[Saved data entries]
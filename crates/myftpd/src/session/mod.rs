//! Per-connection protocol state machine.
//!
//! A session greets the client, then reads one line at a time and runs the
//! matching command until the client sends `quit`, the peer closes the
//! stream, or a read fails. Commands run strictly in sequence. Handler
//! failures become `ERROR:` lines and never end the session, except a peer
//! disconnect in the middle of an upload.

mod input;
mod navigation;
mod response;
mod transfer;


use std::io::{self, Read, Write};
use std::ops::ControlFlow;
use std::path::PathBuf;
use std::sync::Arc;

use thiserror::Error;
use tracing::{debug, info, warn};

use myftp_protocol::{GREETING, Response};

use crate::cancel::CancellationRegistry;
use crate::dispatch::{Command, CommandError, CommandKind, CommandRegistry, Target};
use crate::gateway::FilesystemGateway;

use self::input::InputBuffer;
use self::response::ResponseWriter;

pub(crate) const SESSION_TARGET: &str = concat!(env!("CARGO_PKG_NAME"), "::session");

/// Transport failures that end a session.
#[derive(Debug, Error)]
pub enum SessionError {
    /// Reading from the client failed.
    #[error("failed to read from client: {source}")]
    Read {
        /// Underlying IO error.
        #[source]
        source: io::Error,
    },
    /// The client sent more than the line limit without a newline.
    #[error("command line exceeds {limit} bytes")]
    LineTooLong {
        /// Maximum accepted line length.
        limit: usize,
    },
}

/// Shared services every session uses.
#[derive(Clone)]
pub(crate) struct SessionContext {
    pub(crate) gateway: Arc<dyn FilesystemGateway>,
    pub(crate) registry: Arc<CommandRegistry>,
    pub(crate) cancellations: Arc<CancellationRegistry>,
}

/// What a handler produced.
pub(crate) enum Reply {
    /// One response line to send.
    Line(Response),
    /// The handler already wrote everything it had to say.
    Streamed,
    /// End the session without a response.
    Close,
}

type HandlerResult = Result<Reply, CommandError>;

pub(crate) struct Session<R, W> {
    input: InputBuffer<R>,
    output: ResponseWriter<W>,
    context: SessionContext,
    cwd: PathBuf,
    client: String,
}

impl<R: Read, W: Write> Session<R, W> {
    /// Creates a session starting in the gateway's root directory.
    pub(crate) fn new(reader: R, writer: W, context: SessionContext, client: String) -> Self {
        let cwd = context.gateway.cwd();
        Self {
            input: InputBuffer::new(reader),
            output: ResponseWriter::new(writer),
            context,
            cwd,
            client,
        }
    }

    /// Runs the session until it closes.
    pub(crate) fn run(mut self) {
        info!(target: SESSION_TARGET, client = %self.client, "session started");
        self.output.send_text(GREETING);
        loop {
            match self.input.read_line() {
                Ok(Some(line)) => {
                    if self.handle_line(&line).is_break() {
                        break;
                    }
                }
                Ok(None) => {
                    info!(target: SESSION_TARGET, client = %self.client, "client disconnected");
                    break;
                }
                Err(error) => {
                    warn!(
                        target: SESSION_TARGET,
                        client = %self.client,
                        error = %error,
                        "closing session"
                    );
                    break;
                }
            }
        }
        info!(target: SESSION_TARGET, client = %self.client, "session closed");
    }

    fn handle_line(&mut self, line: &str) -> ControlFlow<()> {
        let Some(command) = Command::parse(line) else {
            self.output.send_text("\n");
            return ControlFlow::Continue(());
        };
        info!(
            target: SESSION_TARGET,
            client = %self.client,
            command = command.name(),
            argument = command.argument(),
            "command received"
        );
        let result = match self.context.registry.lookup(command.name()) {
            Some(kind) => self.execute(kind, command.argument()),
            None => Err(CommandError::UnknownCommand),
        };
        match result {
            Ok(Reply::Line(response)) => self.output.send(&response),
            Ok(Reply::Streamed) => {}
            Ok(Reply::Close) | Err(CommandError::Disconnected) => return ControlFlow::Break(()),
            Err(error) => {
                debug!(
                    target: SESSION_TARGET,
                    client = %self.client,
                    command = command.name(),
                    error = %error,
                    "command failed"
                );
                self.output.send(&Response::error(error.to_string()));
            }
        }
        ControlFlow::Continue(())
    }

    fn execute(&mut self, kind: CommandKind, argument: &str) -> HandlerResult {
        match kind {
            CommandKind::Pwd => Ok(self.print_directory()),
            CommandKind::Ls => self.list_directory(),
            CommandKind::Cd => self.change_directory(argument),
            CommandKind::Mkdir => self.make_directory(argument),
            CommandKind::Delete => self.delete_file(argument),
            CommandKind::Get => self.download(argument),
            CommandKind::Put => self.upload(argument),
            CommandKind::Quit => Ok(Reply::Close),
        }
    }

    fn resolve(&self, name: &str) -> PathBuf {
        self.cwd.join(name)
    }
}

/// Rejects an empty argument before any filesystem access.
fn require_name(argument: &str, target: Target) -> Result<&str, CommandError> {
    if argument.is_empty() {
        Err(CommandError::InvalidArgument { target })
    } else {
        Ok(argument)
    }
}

• **WHAT THIS TASK INVOLVES**
Report, as a bare number, how many lines above contain the string "failed".

• **ANSWER TO THIS EXERCISE**
3